* [Dataset excerpts]

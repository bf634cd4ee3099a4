use crate::metrics::{BATCH_SIZE, WRITE_LATENCY_SECONDS};
use crate::model::IncomingReading;
use crate::store::DeviceDataStore;
use std::sync::Arc;
use std::time::Duration;
use tokio::sync::mpsc;
use tokio::time::{interval, Instant};
use tracing::{debug, error, info};

const MAX_RETRIES: u32 = 3;

/// Drain readings from `rx` into `store`, flushing at `max_batch` readings
/// or every `max_wait_ms`, whichever comes first.
pub async fn run_writer(
    mut rx: mpsc::Receiver<IncomingReading>,
    store: Arc<dyn DeviceDataStore>,
    max_batch: usize,
    max_wait_ms: u64,
) {
    info!(
        "Starting writer with max_batch={}, max_wait_ms={}",
        max_batch, max_wait_ms
    );

    let mut buffer: Vec<IncomingReading> = Vec::with_capacity(max_batch);
    let mut ticker = interval(Duration::from_millis(max_wait_ms.max(1)));

    loop {
        tokio::select! {
            incoming = rx.recv() => {
                match incoming {
                    Some(r) => {
                        buffer.push(r);
                        if buffer.len() >= max_batch {
                            flush_batch(store.as_ref(), &mut buffer).await;
                        }
                    }
                    None => {
                        info!("Channel closed, flushing remaining batch");
                        flush_batch(store.as_ref(), &mut buffer).await;
                        break;
                    }
                }
            }

            _ = ticker.tick() => {
                if !buffer.is_empty() {
                    flush_batch(store.as_ref(), &mut buffer).await;
                }
            }
        }
    }

    info!("Writer stopped");
}

async fn flush_batch(store: &dyn DeviceDataStore, buffer: &mut Vec<IncomingReading>) {
    let batch_len = buffer.len();
    if batch_len == 0 {
        return;
    }

    debug!("Flushing batch of {} readings", batch_len);
    BATCH_SIZE.set(batch_len as f64);

    let start = Instant::now();
    let mut attempt = 0;

    loop {
        attempt += 1;

        match store.save_batch(buffer).await {
            Ok(()) => {
                let elapsed = start.elapsed().as_secs_f64();
                WRITE_LATENCY_SECONDS.observe(elapsed);
                if attempt > 1 {
                    info!(
                        "Batch written after {} attempts in {:.3}s",
                        attempt, elapsed
                    );
                } else {
                    debug!("Batch written in {:.3}s", elapsed);
                }
                buffer.clear();
                BATCH_SIZE.set(0.0);
                return;
            }
            Err(e) => {
                if attempt >= MAX_RETRIES {
                    error!("Failed to write batch after {} attempts: {}", MAX_RETRIES, e);
                    error!("{} readings dropped", batch_len);
                    buffer.clear();
                    BATCH_SIZE.set(0.0);
                    return;
                }

                // 100ms, 200ms
                let backoff_ms = 100 * 2_u64.pow(attempt - 1);
                error!(
                    "Failed to write batch (attempt {}/{}): {}. Retrying in {}ms...",
                    attempt, MAX_RETRIES, e, backoff_ms
                );
                tokio::time::sleep(Duration::from_millis(backoff_ms)).await;
            }
        }
    }
}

* [Work order]
A precise copy of the whole listing is the expected answer.

* [Result of the exercise]
repository bf634cd4ee3099a4
use crate::metrics::{BATCH_SIZE, WRITE_LATENCY_SECONDS};
use crate::model::IncomingReading;
use crate::store::DeviceDataStore;
use std::sync::Arc;
use std::time::Duration;
use tokio::sync::mpsc;
use tokio::time::{interval, Instant};
use tracing::{debug, error, info};

const MAX_RETRIES: u32 = 3;

/// Drain readings from `rx` into `store`, flushing at `max_batch` readings
/// or every `max_wait_ms`, whichever comes first.
pub async fn run_writer(
    mut rx: mpsc::Receiver<IncomingReading>,
    store: Arc<dyn DeviceDataStore>,
    max_batch: usize,
    max_wait_ms: u64,
) {
    info!(
        "Starting writer with max_batch={}, max_wait_ms={}",
        max_batch, max_wait_ms
    );

    let mut buffer: Vec<IncomingReading> = Vec::with_capacity(max_batch);
    let mut ticker = interval(Duration::from_millis(max_wait_ms.max(1)));

    loop {
        tokio::select! {
            incoming = rx.recv() => {
                match incoming {
                    Some(r) => {
                        buffer.push(r);
                        if buffer.len() >= max_batch {
                            flush_batch(store.as_ref(), &mut buffer).await;
                        }
                    }
                    None => {
                        info!("Channel closed, flushing remaining batch");
                        flush_batch(store.as_ref(), &mut buffer).await;
                        break;
                    }
                }
            }

            _ = ticker.tick() => {
                if !buffer.is_empty() {
                    flush_batch(store.as_ref(), &mut buffer).await;
                }
            }
        }
    }

    info!("Writer stopped");
}

async fn flush_batch(store: &dyn DeviceDataStore, buffer: &mut Vec<IncomingReading>) {
    let batch_len = buffer.len();
    if batch_len == 0 {
        return;
    }

    debug!("Flushing batch of {} readings", batch_len);
    BATCH_SIZE.set(batch_len as f64);

    let start = Instant::now();
    let mut attempt = 0;

    loop {
        attempt += 1;

        match store.save_batch(buffer).await {
            Ok(()) => {
                let elapsed = start.elapsed().as_secs_f64();
                WRITE_LATENCY_SECONDS.observe(elapsed);
                if attempt > 1 {
                    info!(
                        "Batch written after {} attempts in {:.3}s",
                        attempt, elapsed
                    );
                } else {
                    debug!("Batch written in {:.3}s", elapsed);
                }
                buffer.clear();
                BATCH_SIZE.set(0.0);
                return;
            }
            Err(e) => {
                if attempt >= MAX_RETRIES {
                    error!("Failed to write batch after {} attempts: {}", MAX_RETRIES, e);
                    error!("{} readings dropped", batch_len);
                    buffer.clear();
                    BATCH_SIZE.set(0.0);
                    return;
                }

                // 100ms, 200ms
                let backoff_ms = 100 * 2_u64.pow(attempt - 1);
                error!(
                    "Failed to write batch (attempt {}/{}): {}. Retrying in {}ms...",
                    attempt, MAX_RETRIES, e, backoff_ms
                );
                tokio::time::sleep(Duration::from_millis(backoff_ms)).await;
            }
        }
    }
}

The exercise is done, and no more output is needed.